請求項2の発明は、請求項1に記載されたタイヤ構成部材の接合装置において、前記突起物が、先端に向かって細くなる針状に形成されていることを特徴とする。
請求項3の発明は、請求項1又は2に記載されたタイヤ構成部材の接合装置において、前記突起物が、前記押圧部材の押圧面に等間隔に配置されていることを特徴とする。

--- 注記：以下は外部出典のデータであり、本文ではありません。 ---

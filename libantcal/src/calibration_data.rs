use serde::{Deserialize, Serialize};
use std::collections::BTreeMap;
use std::fmt::Display;

use super::error::IntervalError;
use super::interval::Interval;
use super::tid::TID;

/// A single set of calibration constants.
///
/// CalibrationData is identified by its calibration ID and the range of events [first_id, last_id]
/// it is valid for. `data` holds one value per channel, `fit_parameters` optionally holds the
/// parameters of the fit which produced the value. Channels which are not present fall back
/// to the default of the consumer. The timestamp (seconds since the unix epoch) orders records
/// inserted for overlapping ranges: the most recent one wins.
#[derive(Debug, Clone, PartialEq, Serialize, Deserialize)]
pub struct CalibrationData {
    pub calibration_id: String,
    pub first_id: TID,
    pub last_id: TID,
    pub author: String,
    pub comment: String,
    pub timestamp: i64,
    pub data: BTreeMap<u32, f64>,
    pub fit_parameters: BTreeMap<u32, Vec<f64>>,
}

impl Default for CalibrationData {
    fn default() -> Self {
        Self {
            calibration_id: String::new(),
            first_id: TID::default(),
            last_id: TID::default(),
            author: String::new(),
            comment: String::new(),
            timestamp: 0,
            data: BTreeMap::new(),
            fit_parameters: BTreeMap::new(),
        }
    }
}

impl CalibrationData {
    /// Create an empty record for the given ID and range, stamped with the current time
    pub fn new(calibration_id: &str, first_id: TID, last_id: TID) -> Self {
        Self {
            calibration_id: calibration_id.to_string(),
            first_id,
            last_id,
            timestamp: time::OffsetDateTime::now_utc().unix_timestamp(),
            ..Default::default()
        }
    }

    pub fn with_author(mut self, author: &str) -> Self {
        self.author = author.to_string();
        self
    }

    pub fn with_comment(mut self, comment: &str) -> Self {
        self.comment = comment.to_string();
        self
    }

    /// Records are Monte-Carlo data if either bound is flagged
    pub fn is_mc(&self) -> bool {
        self.first_id.is_mc() || self.last_id.is_mc()
    }

    /// The validity interval. Fails for insane ranges.
    pub fn range(&self) -> Result<Interval<TID>, IntervalError> {
        Interval::new(self.first_id, self.last_id)
    }

    /// Get the value of a channel, or the given default if the channel is not present
    pub fn value_or(&self, channel: u32, default: f64) -> f64 {
        self.data.get(&channel).copied().unwrap_or(default)
    }
}

impl Display for CalibrationData {
    fn fmt(&self, f: &mut std::fmt::Formatter<'_>) -> std::fmt::Result {
        write!(
            f,
            "CalibrationData '{}' [{} -> {}] by '{}' at {}: {} values, {} fit parameter sets",
            self.calibration_id,
            self.first_id,
            self.last_id,
            self.author,
            self.timestamp,
            self.data.len(),
            self.fit_parameters.len()
        )
    }
}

請求項4の発明は、請求項1ないし3のいずれかに記載されたタイヤ構成部材の接合装置において、前記押圧部材の押圧面が、平面又は曲面に形成されていることを特徴とする。
請求項5の発明は、請求項1ないし3のいずれかに記載されたタイヤ構成部材の接合装置において、前記押圧部材が、転動自在なロール状の部材であり、前記押圧面が、前記ロール状の部材の外周面であり、転動しながら前記タイヤ構成部材のジョイント部を前記外周面で押圧することを特徴とする。
請求項6の発明は、請求項1ないし5のいずれかに記載されたタイヤ構成部材の接合装置において、前記押し付け手段は、前記押圧部材の前記突起物を前記タイヤ構成部材のジョイント部へ押し付ける圧力が調節可能であることを特徴とする。

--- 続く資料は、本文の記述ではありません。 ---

#[cfg(test)]
mod tests {
    use super::*;

    fn make_data(id: &str, first: u32, last: u32, timestamp: i64) -> CalibrationData {
        let mut cdata = CalibrationData::new(id, TID::new(0, first), TID::new(0, last));
        cdata.timestamp = timestamp;
        cdata.data.insert(0, 1.0);
        cdata.data.insert(1, 2.0);
        cdata
    }

    fn query(db: &DataBase, id: &str, lower: u32) -> Option<i64> {
        db.get_item(id, &TID::new(0, lower))
            .unwrap()
            .map(|item| item.data.timestamp)
    }

    fn fill_fixture(db: &DataBase) {
        let ranges = [(0, 16), (4, 4), (2, 8), (3, 6), (5, 7), (13, 20), (22, 24), (14, 14)];
        for (ts, (first, last)) in ranges.into_iter().enumerate() {
            db.add_item(&make_data("1", first, last, ts as i64), AddMode::StrictRange)
                .unwrap();
        }
    }

    #[test]
    fn test_overlapping_fixture() {
        let tmp = tempfile::tempdir().unwrap();
        let db = DataBase::new(tmp.path(), false);
        fill_fixture(&db);

        assert_eq!(query(&db, "1", 0), Some(0));
        assert_eq!(query(&db, "1", 1), Some(0));
        assert_eq!(query(&db, "1", 3), Some(3));
        assert_eq!(query(&db, "1", 4), Some(3));
        assert_eq!(query(&db, "1", 5), Some(4));
        assert_eq!(query(&db, "1", 14), Some(7));
        assert_eq!(query(&db, "1", 21), None);
        assert_eq!(query(&db, "1", 23), Some(6));
        assert_eq!(query(&db, "1", 29), None);

        assert_eq!(db.get_number_of_calibration_data("1").unwrap(), 8);
        assert_eq!(db.get_calibration_ids().unwrap(), vec![String::from("1")]);

        // [3,6] was narrowed by [5,7], [0,16] by [13,20]
        let item = db.get_item("1", &TID::new(0, 4)).unwrap().unwrap();
        assert_eq!(
            item.active_range,
            Some(Interval::new(TID::new(0, 3), TID::new(0, 4)).unwrap())
        );
        assert_eq!(item.data.last_id, TID::new(0, 4));
        let item = db.get_item("1", &TID::new(0, 12)).unwrap().unwrap();
        assert_eq!(item.data.last_id, TID::new(0, 12));
    }

    #[test]
    fn test_reinsert_is_idempotent() {
        let tmp = tempfile::tempdir().unwrap();
        let db = DataBase::new(tmp.path(), false);
        fill_fixture(&db);
        let before: Vec<Option<i64>> = (0..30).map(|i| query(&db, "1", i)).collect();

        db.add_item(&make_data("1", 3, 6, 3), AddMode::StrictRange).unwrap();
        db.add_item(&make_data("1", 22, 24, 6), AddMode::StrictRange).unwrap();

        let after: Vec<Option<i64>> = (0..30).map(|i| query(&db, "1", i)).collect();
        assert_eq!(before, after);
    }

    #[test]
    fn test_next_change_point() {
        let tmp = tempfile::tempdir().unwrap();
        let db = DataBase::new(tmp.path(), false);
        db.add_item(&make_data("Gains", 0, 9, 1), AddMode::StrictRange).unwrap();
        db.add_item(&make_data("Gains", 20, 29, 2), AddMode::StrictRange).unwrap();
        db.add_item(&make_data("Gains", 10, 15, 3), AddMode::StrictRange).unwrap();

        let item = db.get_item("Gains", &TID::new(0, 5)).unwrap().unwrap();
        assert_eq!(item.data.timestamp, 1);
        assert_eq!(item.next_change_point, Some(TID::new(0, 10)));

        let item = db.get_item("Gains", &TID::new(0, 12)).unwrap().unwrap();
        assert_eq!(item.data.timestamp, 3);
        assert_eq!(item.next_change_point, Some(TID::new(0, 20)));

        assert!(db.get_item("Gains", &TID::new(0, 17)).unwrap().is_none());

        let item = db.get_item("Gains", &TID::new(0, 25)).unwrap().unwrap();
        assert_eq!(item.next_change_point, None);

        assert_eq!(
            db.get_change_points("Gains").unwrap(),
            vec![TID::new(0, 0), TID::new(0, 10), TID::new(0, 20)]
        );
    }

    #[test]
    fn test_default_fallback() {
        let tmp = tempfile::tempdir().unwrap();
        let db = DataBase::new(tmp.path(), false);
        db.add_item(&make_data("Gains", 10, 20, 1), AddMode::StrictRange).unwrap();
        assert!(db.get_item("Gains", &TID::new(0, 5)).unwrap().is_none());

        db.add_item(&make_data("Gains", 0, 0, 2), AddMode::AsDefault).unwrap();
        let item = db.get_item("Gains", &TID::new(0, 5)).unwrap().unwrap();
        assert_eq!(item.data.timestamp, 2);
        assert_eq!(item.active_range, None);
        assert_eq!(item.next_change_point, Some(TID::new(0, 10)));

        // MC points use the MC slot, falling back to the default
        let item = db.get_item("Gains", &TID::new_mc(0, 15)).unwrap().unwrap();
        assert_eq!(item.data.timestamp, 2);

        let mut mc = CalibrationData::new("Gains", TID::new_mc(0, 0), TID::new_mc(0, 0));
        mc.timestamp = 3;
        db.add_item(&mc, AddMode::AsDefault).unwrap();
        let item = db.get_item("Gains", &TID::new_mc(0, 15)).unwrap().unwrap();
        assert_eq!(item.data.timestamp, 3);
        assert_eq!(db.get_number_of_calibration_data("Gains").unwrap(), 3);
    }

    #[test]
    fn test_right_open() {
        let tmp = tempfile::tempdir().unwrap();
        let db = DataBase::new(tmp.path(), false);
        db.add_item(&make_data("Time", 10, 10, 1), AddMode::RightOpen).unwrap();
        assert_eq!(query(&db, "Time", 5), None);
        assert_eq!(query(&db, "Time", 1000), Some(1));

        // a later open range closes the previous one
        db.add_item(&make_data("Time", 50, 50, 2), AddMode::RightOpen).unwrap();
        assert_eq!(query(&db, "Time", 30), Some(1));
        assert_eq!(query(&db, "Time", 60), Some(2));
        let item = db.get_item("Time", &TID::new(0, 30)).unwrap().unwrap();
        assert_eq!(item.data.last_id, TID::new(0, 49));
        assert_eq!(item.next_change_point, Some(TID::new(0, 50)));

        // so does a strict range starting after it
        db.add_item(&make_data("Time", 100, 120, 3), AddMode::StrictRange).unwrap();
        assert_eq!(query(&db, "Time", 99), Some(2));
        assert_eq!(query(&db, "Time", 110), Some(3));
        assert_eq!(query(&db, "Time", 130), None);

        // an open range starting before everything shadows the older ranges by timestamp
        db.add_item(&make_data("Time", 5, 5, 4), AddMode::RightOpen).unwrap();
        assert_eq!(query(&db, "Time", 30), Some(4));
        assert_eq!(query(&db, "Time", 110), Some(4));
        assert_eq!(db.get_number_of_calibration_data("Time").unwrap(), 4);
    }

    #[test]
    fn test_newer_data_is_not_narrowed() {
        let tmp = tempfile::tempdir().unwrap();
        let db = DataBase::new(tmp.path(), false);
        db.add_item(&make_data("Gains", 0, 10, 5), AddMode::StrictRange).unwrap();
        db.add_item(&make_data("Gains", 8, 20, 1), AddMode::StrictRange).unwrap();
        assert_eq!(query(&db, "Gains", 9), Some(5));
        assert_eq!(query(&db, "Gains", 15), Some(1));
    }

    #[test]
    fn test_insane_range_always_fails() {
        let tmp = tempfile::tempdir().unwrap();
        let db = DataBase::new(tmp.path(), false);
        for mode in [AddMode::StrictRange, AddMode::RightOpen, AddMode::AsDefault] {
            for _ in 0..5 {
                let result = db.add_item(&make_data("Gains", 8, 2, 0), mode);
                assert!(matches!(result, Err(DataBaseError::InsaneRange(_))));
            }
        }
        assert_eq!(db.get_number_of_calibration_data("Gains").unwrap(), 0);
    }

    #[test]
    fn test_ranged_mc_is_rejected() {
        let tmp = tempfile::tempdir().unwrap();
        let db = DataBase::new(tmp.path(), false);
        let mut cdata = CalibrationData::new("Gains", TID::new_mc(0, 0), TID::new_mc(0, 100));
        cdata.data.insert(0, 3.0);
        for mode in [AddMode::StrictRange, AddMode::RightOpen] {
            assert!(matches!(db.add_item(&cdata, mode), Err(DataBaseError::RangedMC(_))));
        }
        assert_eq!(db.get_number_of_calibration_data("Gains").unwrap(), 0);

        // the MC slot is the place for it
        db.add_item(&cdata, AddMode::AsDefault).unwrap();
        let item = db.get_item("Gains", &TID::new_mc(0, 50)).unwrap().unwrap();
        assert_eq!(item.data.value_or(0, 0.0), 3.0);
    }

    #[test]
    fn test_replace_range_in_place() {
        let tmp = tempfile::tempdir().unwrap();
        let db = DataBase::new(tmp.path(), false);
        db.add_item(&make_data("Gains", 0, 10, 1), AddMode::StrictRange).unwrap();
        let mut newer = make_data("Gains", 0, 10, 2);
        newer.data.insert(0, 5.0);
        db.add_item(&newer, AddMode::StrictRange).unwrap();

        let item = db.get_item("Gains", &TID::new(0, 5)).unwrap().unwrap();
        assert_eq!(item.data.timestamp, 2);
        assert_eq!(item.data.value_or(0, 0.0), 5.0);
        assert_eq!(db.get_number_of_calibration_data("Gains").unwrap(), 1);

        // no staging or retired leftovers, next to or inside the range folder
        let ranges = db.layout().get_folder("Gains", StorageType::DataRanges);
        let names = |dir: &Path| -> Vec<String> {
            std::fs::read_dir(dir)
                .unwrap()
                .map(|e| e.unwrap().file_name().to_string_lossy().to_string())
                .collect()
        };
        let folders = names(&ranges);
        assert_eq!(folders.len(), 1);
        assert_eq!(names(&ranges.join(&folders[0])), vec!["data.yml".to_string()]);
    }

    #[test]
    fn test_invalid_id() {
        let tmp = tempfile::tempdir().unwrap();
        let db = DataBase::new(tmp.path(), false);
        for id in ["", ".hidden", "a/b"] {
            let result = db.add_item(&make_data(id, 0, 1, 0), AddMode::StrictRange);
            assert!(matches!(result, Err(DataBaseError::InvalidCalibrationID(_))));
        }
    }

    #[test]
    fn test_corrupt_data() {
        let tmp = tempfile::tempdir().unwrap();
        let db = DataBase::new(tmp.path(), false);
        db.add_item(&make_data("Gains", 0, 10, 1), AddMode::StrictRange).unwrap();
        let range = db.get_data_ranges("Gains").unwrap().remove(0);
        std::fs::write(db.layout().get_range_file(&range), "data: [not, a, map").unwrap();

        let result = db.get_item("Gains", &TID::new(0, 5));
        assert!(matches!(result, Err(DataBaseError::CorruptData(_, _))));
        // absence is not an error
        assert!(db.get_item("Other", &TID::new(0, 5)).unwrap().is_none());
    }

    #[test]
    fn test_add_mode_from_str() {
        assert_eq!("strict".parse::<AddMode>().unwrap(), AddMode::StrictRange);
        assert_eq!("rightopen".parse::<AddMode>().unwrap(), AddMode::RightOpen);
        assert_eq!("default".parse::<AddMode>().unwrap(), AddMode::AsDefault);
        assert!("sometimes".parse::<AddMode>().is_err());
    }
}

請求項7の発明は、タイヤ構成部材を組み合わせてグリーンタイヤを成型するタイヤ成型装置であって、前記タイヤ構成部材を外周に巻回する成型ドラムと、請求項1ないし6のいずれかに記載されたタイヤ構成部材の接合装置と、を備えたことを特徴とする。
【0013】
(作用)
本発明によれば、成型ドラムの外周に巻回されたタイヤ構成部材のジョイント部を、押圧部材に設けられた複数の突起物により押圧し、ジョイント部のエアを抜きながらタイヤ構成部材の端部同士を接合する。この際、押圧部材のジョイント部への押し付け圧力を突起物の先端部に集中し、各先端部の押圧力を高めてジョイント部を強固に圧着接合する。同時に、突起物でジョイント部のタイヤ構成部材を押圧方向に変形させて、一方のタイヤ構成部材の端部を他方の端部内に食い込ませる等して、ジョイント部の接合強度を高める。
【発明の効果】
【0014】
本発明によれば、タイヤ構成部材のジョイント部を押圧して接合する押圧部材の押圧面に複数の突起物を設け、その先端部でジョイント部を押圧するため、各先端部の押圧力を高めてジョイント部を強固に圧着接合できる。同時に、ジョイント部のタイヤ構成部材を押圧方向に変形させて、一方のタイヤ構成部材の端部を他方の端部内に食い込ませる等して、ジョイント部の接合強度を高くできる。その結果、タイヤ構成部材のジョイント部に剥離等の欠陥が生じるのを抑制でき、空気入りタイヤの品質を向上できる。
【発明を実施するための最良の形態】
【0015】
以下、本発明の一実施形態について、図面を参照して説明する。
本実施形態のタイヤ成型装置は、図3に示す従来の接合装置と同様の、成型ドラムの外周に巻回したタイヤ構成部材のジョイント部を押圧部材で押圧して接合するための接合装置を備える。しかし、この接合装置では、ジョイント部を押圧する押圧部材の押圧面に複数の突起物を設け、この突起物を押し付けてジョイント部を押圧して接合する点で、前記従来の接合装置と相違する。
【0016】
図1は、本実施形態のタイヤ成型装置1の要部を示す模式図であり、図1Aは成型ドラム2の径方向から見た正面図であり、図1Bは成型ドラム2の軸方向から見た側面図である。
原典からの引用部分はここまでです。